The nucleotide-binding oligomerization domain leucine rich repeats-containing receptors family, pyrin domain containing 3 (NLRP3) inflammasome, a component of the innate immune system, significantly influences bone health and disease [
41,
42], and its role is increasingly relevant in the context of SARS-CoV-2 infection.
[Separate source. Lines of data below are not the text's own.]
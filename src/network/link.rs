//! Link-layer capability
//!
//! The connectivity manager drives association through [`LinkLayer`] and
//! learns about its outcome through [`LinkEvent`]s delivered on a channel.
//! [`HostLink`] is the adapter for hosts whose network the operating system
//! already manages.

use crossbeam_channel::{unbounded, Receiver, Sender};
use std::fs;
use std::net::{IpAddr, Ipv4Addr, UdpSocket};

use crate::error::ConnectivityError;
use crate::protocol::MacAddress;

/// Network name and passphrase
#[derive(Clone, PartialEq, Eq)]
pub struct Credentials {
    pub ssid: String,
    pub psk: String,
}

impl std::fmt::Debug for Credentials {
    fn fmt(&self, f: &mut std::fmt::Formatter<'_>) -> std::fmt::Result {
        f.debug_struct("Credentials")
            .field("ssid", &self.ssid)
            .field("psk", &"<redacted>")
            .finish()
    }
}

/// One scan result
#[derive(Debug, Clone, PartialEq, Eq)]
pub struct AccessPoint {
    pub bssid: MacAddress,
    pub ssid: String,
    /// Signal strength in dBm
    pub rssi: i8,
}

/// Asynchronous notifications from the link layer
#[derive(Debug, Clone, PartialEq, Eq)]
pub enum LinkEvent {
    /// Radio is up and credentials are applied
    Started,
    GotAddress(IpAddr),
    Disassociated,
}

/// Narrow view of the network interface
pub trait LinkLayer: Send {
    /// Applies credentials and brings the link up; `Started` follows.
    fn configure(&mut self, credentials: &Credentials) -> Result<(), ConnectivityError>;

    fn scan(&mut self, ssid: &str) -> Result<Vec<AccessPoint>, ConnectivityError>;

    /// Begins association with one specific access point. The outcome is
    /// reported as `GotAddress` or `Disassociated`.
    fn associate(&mut self, bssid: MacAddress) -> Result<(), ConnectivityError>;

    fn mac_address(&self) -> MacAddress;
}

/// Link adapter for an OS-managed network interface.
///
/// Scanning yields a single synthetic access point and association completes
/// immediately with the host's outbound address.
pub struct HostLink {
    events: Sender<LinkEvent>,
    mac_address: MacAddress,
    ssid: Option<String>,
}

impl HostLink {
    /// Creates the adapter and the channel its events arrive on
    pub fn new(mac_address: Option<MacAddress>) -> (Self, Receiver<LinkEvent>) {
        let (tx, rx) = unbounded();
        let mac_address = mac_address.unwrap_or_else(|| {
            host_mac_address().unwrap_or_else(|| {
                tracing::warn!("No hardware address found, announcing {}", MacAddress::default());
                MacAddress::default()
            })
        });
        (
            Self {
                events: tx,
                mac_address,
                ssid: None,
            },
            rx,
        )
    }

    fn emit(&self, event: LinkEvent) -> Result<(), ConnectivityError> {
        self.events
            .send(event)
            .map_err(|_| ConnectivityError::Link("event channel closed".to_string()))
    }
}

impl LinkLayer for HostLink {
    fn configure(&mut self, credentials: &Credentials) -> Result<(), ConnectivityError> {
        self.ssid = Some(credentials.ssid.clone());
        self.emit(LinkEvent::Started)
    }

    fn scan(&mut self, ssid: &str) -> Result<Vec<AccessPoint>, ConnectivityError> {
        Ok(vec![AccessPoint {
            bssid: self.mac_address,
            ssid: self.ssid.clone().unwrap_or_else(|| ssid.to_string()),
            rssi: 0,
        }])
    }

    fn associate(&mut self, _bssid: MacAddress) -> Result<(), ConnectivityError> {
        let address = outbound_address().unwrap_or_else(|| {
            tracing::warn!("No routable address, using loopback");
            IpAddr::V4(Ipv4Addr::LOCALHOST)
        });
        self.emit(LinkEvent::GotAddress(address))
    }

    fn mac_address(&self) -> MacAddress {
        self.mac_address
    }
}

/// Address the host would use for outbound traffic. Connecting a UDP
/// socket sends nothing.
fn outbound_address() -> Option<IpAddr> {
    let socket = UdpSocket::bind((Ipv4Addr::UNSPECIFIED, 0)).ok()?;
    socket.connect((Ipv4Addr::new(192, 0, 2, 1), 9)).ok()?;
    let ip = socket.local_addr().ok()?.ip();
    (!ip.is_unspecified() && !ip.is_loopback()).then_some(ip)
}

/// First non-loopback interface address under `/sys/class/net`
fn host_mac_address() -> Option<MacAddress> {
    let mut interfaces: Vec<_> = fs::read_dir("/sys/class/net")
        .ok()?
        .filter_map(|entry| entry.ok())
        .filter(|entry| entry.file_name() != "lo")
        .collect();
    interfaces.sort_by_key(|entry| entry.file_name());

    interfaces.iter().find_map(|entry| {
        let text = fs::read_to_string(entry.path().join("address")).ok()?;
        let mac: MacAddress = text.trim().parse().ok()?;
        (mac != MacAddress::default()).then_some(mac)
    })
}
Indeed, the inflammasome is highly activated in rheumatoid arthritis [
43], a condition that impacts bone health, and its inhibition has been shown to mitigate joint inflammation and bone destruction [
44,
45]. NLRP3 inflammasome activation is a known common pathway in various inflammatory conditions, including its role in the pathogenesis of hydroxyapatite-related conditions [
46]. It impacts osteoporosis and skeletal development by altering osteoblast and osteoclast differentiation, with overexpression linked to excessive bone resorption and inadequate osteogenesis [
47,
48]. The NLRP3 inflammasome activates cytokines IL-1β and IL-18, which can increase osteoclast differentiation [
48,
49]. In acute SARS-CoV-2 infection, the ACE2 receptor interaction with SARS-CoV-2 Spike protein activates the NLRP3 inflammasome in very small embryonic-like stem cells (VSELs) and hematopoietic stem cells (HSCs), potentially leading to cell death by pyroptosis [
50]. Furthermore, patients with severe SARS-CoV-2 infection exhibit increased NLRP3 inflammasome activation, associated with higher levels of IL-18 and active caspase-1 [
51•]. Drynaria fortunei, a traditional medicine, has shown promise in attenuating NLRP3 inflammasome-mediated inflammation and improving BMD in postmenopausal osteoporosis patients [
52]. Thus, the NLRP3 inflammasome's role in bone health and SARS-CoV-2 infection pathogenesis offers promising avenues for future research and potential therapeutic interventions.